§ What you will do
Wherever the string "FontImport" shows up in the records below, return that line.

§ Given data

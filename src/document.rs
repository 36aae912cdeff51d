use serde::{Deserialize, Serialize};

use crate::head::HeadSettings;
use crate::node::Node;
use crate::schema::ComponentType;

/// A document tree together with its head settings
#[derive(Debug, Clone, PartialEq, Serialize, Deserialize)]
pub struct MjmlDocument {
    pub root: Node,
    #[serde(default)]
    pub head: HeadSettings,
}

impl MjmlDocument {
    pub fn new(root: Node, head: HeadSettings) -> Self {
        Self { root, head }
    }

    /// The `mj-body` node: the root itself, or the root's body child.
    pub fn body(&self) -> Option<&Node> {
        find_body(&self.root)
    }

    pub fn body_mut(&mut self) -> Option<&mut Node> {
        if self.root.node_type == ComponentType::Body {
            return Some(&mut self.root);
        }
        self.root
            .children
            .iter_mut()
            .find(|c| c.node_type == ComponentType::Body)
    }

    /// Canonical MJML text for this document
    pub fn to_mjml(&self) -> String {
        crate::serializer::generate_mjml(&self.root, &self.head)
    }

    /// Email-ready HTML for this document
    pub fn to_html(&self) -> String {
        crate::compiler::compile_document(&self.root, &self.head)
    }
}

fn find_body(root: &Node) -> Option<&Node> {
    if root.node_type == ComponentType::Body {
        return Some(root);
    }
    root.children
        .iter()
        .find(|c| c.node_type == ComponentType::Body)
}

==

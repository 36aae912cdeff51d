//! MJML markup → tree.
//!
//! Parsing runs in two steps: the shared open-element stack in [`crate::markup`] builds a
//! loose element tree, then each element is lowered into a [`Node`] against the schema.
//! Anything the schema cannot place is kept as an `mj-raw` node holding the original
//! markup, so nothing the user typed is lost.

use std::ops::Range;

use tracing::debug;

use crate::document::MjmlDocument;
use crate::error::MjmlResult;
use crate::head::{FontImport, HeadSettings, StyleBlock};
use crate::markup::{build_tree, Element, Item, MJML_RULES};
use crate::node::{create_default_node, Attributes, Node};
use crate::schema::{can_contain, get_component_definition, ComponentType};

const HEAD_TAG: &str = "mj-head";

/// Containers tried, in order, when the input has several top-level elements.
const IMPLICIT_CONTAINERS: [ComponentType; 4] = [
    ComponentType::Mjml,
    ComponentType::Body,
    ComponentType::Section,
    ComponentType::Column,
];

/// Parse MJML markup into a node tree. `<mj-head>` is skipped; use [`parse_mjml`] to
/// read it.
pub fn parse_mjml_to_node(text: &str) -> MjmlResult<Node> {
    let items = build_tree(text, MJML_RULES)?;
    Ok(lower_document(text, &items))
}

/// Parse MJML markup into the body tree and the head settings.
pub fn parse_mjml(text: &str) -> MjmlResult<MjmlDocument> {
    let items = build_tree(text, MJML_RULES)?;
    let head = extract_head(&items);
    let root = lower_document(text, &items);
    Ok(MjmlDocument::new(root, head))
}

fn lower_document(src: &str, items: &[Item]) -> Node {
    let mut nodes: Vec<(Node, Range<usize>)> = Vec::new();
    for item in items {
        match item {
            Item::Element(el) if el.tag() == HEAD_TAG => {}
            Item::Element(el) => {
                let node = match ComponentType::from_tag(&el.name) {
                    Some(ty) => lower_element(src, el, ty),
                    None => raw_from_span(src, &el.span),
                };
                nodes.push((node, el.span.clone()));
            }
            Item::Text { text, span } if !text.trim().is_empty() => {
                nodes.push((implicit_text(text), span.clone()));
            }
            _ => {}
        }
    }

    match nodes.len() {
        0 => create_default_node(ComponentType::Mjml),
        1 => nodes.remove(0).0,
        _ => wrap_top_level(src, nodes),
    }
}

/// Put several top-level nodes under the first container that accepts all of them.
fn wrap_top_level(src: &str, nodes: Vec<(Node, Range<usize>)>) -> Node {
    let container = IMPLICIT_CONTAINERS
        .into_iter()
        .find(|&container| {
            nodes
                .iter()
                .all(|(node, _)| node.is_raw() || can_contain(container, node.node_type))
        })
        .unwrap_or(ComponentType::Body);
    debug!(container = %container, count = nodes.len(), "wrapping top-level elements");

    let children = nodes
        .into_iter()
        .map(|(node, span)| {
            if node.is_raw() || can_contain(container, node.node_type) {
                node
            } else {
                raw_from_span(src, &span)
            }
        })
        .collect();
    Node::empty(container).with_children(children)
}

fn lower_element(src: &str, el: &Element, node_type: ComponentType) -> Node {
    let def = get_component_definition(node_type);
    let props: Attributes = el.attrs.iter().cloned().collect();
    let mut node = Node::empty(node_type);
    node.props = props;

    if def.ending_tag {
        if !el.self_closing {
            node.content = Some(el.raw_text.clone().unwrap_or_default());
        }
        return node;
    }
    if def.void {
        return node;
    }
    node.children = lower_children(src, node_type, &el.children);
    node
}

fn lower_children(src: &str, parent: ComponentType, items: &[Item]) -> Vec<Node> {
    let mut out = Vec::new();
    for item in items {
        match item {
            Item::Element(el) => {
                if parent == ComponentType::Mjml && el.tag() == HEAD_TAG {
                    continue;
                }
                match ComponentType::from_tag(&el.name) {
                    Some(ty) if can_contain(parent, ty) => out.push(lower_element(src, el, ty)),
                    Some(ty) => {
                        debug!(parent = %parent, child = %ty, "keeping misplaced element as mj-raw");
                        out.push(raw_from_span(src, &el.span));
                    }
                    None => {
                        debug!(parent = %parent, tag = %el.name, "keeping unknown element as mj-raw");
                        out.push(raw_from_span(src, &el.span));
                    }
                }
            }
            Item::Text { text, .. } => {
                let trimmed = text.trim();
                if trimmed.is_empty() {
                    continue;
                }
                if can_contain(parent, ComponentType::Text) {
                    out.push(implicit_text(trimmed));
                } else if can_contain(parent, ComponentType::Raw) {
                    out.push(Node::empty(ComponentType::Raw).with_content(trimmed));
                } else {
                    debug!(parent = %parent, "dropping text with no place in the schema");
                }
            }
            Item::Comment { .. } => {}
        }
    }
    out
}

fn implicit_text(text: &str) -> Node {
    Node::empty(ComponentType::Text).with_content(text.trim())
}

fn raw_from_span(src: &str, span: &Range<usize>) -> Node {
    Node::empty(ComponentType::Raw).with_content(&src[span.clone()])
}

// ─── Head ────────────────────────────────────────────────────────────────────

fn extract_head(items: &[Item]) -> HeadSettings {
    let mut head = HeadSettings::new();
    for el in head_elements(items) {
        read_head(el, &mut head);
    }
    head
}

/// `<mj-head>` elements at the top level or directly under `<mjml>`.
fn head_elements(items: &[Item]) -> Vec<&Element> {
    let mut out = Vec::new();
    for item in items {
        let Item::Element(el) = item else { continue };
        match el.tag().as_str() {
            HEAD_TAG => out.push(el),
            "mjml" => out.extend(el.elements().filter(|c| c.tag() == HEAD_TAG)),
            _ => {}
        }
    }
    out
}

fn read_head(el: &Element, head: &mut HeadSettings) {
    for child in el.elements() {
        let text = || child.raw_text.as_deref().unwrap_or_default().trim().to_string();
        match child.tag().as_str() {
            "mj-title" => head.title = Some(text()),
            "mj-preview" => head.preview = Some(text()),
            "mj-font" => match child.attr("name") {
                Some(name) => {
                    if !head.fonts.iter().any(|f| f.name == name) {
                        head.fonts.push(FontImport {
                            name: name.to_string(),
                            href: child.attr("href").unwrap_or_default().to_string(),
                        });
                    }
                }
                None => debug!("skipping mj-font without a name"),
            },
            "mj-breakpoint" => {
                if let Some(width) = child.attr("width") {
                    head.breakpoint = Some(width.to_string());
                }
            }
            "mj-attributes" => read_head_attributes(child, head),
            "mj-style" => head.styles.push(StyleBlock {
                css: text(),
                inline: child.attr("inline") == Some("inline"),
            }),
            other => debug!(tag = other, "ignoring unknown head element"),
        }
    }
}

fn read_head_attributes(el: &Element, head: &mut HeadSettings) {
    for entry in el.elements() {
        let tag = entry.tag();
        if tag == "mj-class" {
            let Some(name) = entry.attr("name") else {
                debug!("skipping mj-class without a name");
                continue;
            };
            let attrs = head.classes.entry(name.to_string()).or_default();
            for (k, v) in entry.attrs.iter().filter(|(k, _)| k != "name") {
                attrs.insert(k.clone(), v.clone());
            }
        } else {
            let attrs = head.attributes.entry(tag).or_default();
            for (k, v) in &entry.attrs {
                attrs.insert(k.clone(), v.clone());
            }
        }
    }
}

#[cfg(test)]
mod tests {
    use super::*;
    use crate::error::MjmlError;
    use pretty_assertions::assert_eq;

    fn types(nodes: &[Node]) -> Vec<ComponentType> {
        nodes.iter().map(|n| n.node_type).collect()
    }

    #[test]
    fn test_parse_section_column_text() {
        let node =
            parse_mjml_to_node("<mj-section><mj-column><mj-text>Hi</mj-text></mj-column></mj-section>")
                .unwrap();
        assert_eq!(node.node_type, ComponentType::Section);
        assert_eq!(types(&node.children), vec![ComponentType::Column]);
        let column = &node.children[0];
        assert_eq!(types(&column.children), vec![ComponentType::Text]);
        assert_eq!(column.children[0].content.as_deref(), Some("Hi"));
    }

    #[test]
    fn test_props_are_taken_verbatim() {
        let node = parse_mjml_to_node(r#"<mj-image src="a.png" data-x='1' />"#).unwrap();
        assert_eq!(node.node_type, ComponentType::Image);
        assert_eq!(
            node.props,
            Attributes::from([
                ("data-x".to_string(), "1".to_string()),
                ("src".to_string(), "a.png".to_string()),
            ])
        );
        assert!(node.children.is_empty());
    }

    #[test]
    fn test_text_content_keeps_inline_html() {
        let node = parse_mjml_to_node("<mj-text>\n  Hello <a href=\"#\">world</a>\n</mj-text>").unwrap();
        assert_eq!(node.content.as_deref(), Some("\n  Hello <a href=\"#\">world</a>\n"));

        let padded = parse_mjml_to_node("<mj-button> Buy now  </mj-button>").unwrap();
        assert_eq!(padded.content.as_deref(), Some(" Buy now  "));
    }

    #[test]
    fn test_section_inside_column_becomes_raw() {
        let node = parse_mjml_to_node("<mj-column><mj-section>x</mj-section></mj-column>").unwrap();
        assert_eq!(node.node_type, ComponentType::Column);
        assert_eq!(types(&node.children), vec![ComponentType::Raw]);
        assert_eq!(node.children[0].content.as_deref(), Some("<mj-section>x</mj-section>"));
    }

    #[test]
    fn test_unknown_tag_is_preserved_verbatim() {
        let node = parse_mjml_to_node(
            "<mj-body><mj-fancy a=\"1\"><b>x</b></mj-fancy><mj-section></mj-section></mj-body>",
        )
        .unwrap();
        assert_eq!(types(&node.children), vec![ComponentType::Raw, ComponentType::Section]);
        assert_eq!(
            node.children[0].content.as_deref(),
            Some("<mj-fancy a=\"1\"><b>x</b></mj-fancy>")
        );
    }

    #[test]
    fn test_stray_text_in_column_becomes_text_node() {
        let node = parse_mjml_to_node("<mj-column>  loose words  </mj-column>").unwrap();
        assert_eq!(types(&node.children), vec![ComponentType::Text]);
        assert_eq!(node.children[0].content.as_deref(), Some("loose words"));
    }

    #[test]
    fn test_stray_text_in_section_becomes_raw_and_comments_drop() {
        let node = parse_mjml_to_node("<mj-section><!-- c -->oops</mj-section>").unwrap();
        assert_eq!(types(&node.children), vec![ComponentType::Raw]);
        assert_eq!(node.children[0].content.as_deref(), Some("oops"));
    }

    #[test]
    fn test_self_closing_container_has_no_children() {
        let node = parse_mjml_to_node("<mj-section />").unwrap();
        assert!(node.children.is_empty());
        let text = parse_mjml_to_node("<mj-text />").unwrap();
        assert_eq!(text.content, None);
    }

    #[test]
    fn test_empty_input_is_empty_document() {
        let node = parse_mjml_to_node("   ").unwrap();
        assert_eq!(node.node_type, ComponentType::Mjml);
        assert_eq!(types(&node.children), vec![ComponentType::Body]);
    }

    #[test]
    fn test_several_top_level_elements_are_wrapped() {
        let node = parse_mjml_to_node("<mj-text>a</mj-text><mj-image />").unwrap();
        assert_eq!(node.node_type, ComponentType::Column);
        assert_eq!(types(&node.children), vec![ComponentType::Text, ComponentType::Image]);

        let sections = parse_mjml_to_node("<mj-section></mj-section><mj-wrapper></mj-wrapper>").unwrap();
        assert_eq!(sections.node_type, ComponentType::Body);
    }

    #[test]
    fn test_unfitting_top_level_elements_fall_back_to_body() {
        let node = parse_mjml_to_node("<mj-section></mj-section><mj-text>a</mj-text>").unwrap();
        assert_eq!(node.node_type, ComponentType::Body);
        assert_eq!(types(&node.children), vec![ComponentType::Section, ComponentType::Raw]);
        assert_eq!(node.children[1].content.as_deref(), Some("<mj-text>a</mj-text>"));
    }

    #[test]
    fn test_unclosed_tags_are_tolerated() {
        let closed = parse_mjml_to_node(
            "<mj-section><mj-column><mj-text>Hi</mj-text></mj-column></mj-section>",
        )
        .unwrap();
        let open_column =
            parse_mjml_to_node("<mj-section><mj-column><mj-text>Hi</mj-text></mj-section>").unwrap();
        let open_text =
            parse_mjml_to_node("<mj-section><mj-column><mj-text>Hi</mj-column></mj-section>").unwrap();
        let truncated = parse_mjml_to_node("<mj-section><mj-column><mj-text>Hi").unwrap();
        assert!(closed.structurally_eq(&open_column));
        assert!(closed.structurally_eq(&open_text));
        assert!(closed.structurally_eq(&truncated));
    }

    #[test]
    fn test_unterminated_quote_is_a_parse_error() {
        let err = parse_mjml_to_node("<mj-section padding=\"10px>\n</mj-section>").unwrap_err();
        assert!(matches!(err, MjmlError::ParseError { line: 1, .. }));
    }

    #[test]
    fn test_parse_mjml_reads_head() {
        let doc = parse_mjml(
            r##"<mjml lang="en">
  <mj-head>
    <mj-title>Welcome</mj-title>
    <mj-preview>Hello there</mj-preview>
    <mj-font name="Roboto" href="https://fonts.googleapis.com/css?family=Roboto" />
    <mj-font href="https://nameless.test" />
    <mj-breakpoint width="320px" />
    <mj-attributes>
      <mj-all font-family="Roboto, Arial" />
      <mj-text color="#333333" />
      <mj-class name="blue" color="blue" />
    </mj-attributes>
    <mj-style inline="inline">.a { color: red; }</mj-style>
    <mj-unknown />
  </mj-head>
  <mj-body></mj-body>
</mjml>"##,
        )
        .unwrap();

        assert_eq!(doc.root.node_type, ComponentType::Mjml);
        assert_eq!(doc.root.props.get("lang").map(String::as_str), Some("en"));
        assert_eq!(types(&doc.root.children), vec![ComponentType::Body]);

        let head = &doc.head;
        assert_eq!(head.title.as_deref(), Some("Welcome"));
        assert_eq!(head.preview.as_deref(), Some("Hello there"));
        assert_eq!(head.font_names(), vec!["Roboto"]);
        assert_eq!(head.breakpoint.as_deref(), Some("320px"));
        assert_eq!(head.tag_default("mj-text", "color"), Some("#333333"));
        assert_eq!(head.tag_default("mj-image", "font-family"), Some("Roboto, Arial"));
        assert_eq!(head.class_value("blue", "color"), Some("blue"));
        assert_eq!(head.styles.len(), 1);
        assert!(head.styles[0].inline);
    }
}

...

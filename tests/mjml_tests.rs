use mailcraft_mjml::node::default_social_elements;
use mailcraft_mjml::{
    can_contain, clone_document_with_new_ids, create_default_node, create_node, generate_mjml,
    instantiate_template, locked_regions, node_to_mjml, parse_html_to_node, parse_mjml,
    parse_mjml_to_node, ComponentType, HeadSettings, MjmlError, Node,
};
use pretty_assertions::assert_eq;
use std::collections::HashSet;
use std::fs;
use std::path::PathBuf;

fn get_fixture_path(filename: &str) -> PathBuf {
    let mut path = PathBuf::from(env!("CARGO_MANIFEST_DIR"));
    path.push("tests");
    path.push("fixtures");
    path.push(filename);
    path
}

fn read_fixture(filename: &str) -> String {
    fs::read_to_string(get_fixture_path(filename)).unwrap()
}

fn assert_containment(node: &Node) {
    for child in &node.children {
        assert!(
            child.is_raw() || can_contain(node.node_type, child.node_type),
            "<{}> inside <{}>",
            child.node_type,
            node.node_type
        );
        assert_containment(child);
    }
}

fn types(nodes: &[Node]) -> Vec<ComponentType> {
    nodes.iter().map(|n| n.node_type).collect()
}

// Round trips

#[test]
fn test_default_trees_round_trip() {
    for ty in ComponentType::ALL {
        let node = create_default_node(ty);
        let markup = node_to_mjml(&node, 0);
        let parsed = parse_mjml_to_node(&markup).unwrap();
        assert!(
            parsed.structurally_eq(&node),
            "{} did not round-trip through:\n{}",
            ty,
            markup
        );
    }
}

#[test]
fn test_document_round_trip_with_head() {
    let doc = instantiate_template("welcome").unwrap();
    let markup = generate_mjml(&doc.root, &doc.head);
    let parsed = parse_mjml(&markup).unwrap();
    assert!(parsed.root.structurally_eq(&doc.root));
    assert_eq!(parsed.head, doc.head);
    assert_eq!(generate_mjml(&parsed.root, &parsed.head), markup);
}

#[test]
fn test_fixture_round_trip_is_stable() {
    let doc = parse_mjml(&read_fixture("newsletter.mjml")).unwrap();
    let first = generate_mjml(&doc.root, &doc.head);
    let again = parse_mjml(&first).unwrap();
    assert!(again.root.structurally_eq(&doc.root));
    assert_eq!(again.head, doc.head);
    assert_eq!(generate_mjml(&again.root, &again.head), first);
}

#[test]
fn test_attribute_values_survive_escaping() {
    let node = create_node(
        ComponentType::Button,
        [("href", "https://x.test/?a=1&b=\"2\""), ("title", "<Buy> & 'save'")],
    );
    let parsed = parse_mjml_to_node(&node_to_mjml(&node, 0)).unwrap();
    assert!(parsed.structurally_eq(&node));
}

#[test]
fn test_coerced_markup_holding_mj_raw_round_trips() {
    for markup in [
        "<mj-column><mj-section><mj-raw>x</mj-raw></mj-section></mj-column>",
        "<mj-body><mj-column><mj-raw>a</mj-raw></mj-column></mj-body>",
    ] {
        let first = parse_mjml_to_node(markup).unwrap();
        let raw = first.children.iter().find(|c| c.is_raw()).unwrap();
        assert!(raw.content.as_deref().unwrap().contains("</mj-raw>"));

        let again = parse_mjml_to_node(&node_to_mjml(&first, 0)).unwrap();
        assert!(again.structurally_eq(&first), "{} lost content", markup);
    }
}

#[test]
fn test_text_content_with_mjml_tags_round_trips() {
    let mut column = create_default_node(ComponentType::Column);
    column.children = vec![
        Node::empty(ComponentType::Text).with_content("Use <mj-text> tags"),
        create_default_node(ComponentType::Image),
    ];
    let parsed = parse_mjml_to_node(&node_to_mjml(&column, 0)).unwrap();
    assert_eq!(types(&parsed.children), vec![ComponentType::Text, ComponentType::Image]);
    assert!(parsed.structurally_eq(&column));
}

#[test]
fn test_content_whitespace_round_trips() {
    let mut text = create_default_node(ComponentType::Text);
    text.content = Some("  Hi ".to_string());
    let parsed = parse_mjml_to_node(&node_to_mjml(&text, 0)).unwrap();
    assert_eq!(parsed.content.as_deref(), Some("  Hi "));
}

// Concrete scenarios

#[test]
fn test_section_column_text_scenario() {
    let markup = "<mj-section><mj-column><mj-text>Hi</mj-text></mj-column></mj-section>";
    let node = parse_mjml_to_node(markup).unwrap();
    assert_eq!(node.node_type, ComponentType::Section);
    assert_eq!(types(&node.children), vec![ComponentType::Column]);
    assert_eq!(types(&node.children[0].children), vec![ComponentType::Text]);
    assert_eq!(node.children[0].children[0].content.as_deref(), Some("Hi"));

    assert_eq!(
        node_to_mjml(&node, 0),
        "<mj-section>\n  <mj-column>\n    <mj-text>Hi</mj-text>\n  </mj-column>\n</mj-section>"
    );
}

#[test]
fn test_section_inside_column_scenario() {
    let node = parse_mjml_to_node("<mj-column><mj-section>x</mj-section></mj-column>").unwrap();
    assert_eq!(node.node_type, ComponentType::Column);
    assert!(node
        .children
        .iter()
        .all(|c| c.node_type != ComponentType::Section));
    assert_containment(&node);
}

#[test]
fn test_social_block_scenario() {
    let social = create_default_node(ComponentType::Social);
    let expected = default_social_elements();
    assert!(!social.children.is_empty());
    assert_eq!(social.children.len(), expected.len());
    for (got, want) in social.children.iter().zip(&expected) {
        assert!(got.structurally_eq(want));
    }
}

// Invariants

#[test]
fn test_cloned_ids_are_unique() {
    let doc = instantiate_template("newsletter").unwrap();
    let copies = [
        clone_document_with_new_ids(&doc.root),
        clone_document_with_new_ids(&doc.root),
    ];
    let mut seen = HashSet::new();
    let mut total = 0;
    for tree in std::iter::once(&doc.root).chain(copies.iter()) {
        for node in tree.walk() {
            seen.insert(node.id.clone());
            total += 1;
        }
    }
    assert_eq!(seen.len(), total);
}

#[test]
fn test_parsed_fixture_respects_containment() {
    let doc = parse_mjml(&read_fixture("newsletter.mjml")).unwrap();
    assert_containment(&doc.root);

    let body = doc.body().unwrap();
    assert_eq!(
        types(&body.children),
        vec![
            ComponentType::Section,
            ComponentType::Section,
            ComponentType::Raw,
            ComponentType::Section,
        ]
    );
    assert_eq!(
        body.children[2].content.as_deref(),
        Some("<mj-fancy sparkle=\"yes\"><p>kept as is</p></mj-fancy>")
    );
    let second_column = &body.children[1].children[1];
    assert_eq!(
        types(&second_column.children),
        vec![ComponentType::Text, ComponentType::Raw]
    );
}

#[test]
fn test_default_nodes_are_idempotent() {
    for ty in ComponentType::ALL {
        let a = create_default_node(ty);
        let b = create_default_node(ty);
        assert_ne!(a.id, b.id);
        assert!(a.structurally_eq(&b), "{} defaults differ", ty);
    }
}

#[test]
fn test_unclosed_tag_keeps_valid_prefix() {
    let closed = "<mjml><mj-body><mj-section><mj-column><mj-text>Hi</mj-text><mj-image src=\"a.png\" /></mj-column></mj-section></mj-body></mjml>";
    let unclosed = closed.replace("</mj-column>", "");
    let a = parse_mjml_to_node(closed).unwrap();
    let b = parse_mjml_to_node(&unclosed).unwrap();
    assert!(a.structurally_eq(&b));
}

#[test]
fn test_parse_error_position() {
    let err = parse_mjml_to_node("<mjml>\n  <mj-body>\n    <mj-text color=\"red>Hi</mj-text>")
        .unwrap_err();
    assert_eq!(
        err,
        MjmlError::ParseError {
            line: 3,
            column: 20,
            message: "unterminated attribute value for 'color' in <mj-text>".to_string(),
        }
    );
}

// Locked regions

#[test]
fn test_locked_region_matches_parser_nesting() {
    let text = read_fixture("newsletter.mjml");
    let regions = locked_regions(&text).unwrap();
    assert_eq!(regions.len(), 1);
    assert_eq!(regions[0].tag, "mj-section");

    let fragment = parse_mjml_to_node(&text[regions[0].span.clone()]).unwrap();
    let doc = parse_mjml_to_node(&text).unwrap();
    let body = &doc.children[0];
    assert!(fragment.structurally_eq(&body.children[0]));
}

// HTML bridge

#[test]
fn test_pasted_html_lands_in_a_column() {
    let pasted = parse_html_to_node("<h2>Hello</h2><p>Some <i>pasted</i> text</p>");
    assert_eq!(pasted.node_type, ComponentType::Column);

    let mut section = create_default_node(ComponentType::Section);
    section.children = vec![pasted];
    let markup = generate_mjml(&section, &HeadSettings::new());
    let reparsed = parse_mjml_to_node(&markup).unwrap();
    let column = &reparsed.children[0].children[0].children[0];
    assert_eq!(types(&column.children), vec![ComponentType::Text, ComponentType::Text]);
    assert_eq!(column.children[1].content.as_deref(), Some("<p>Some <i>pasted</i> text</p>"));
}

§ Reply to the exercise
use crate::head::{FontImport, HeadSettings, StyleBlock};
                        head.fonts.push(FontImport {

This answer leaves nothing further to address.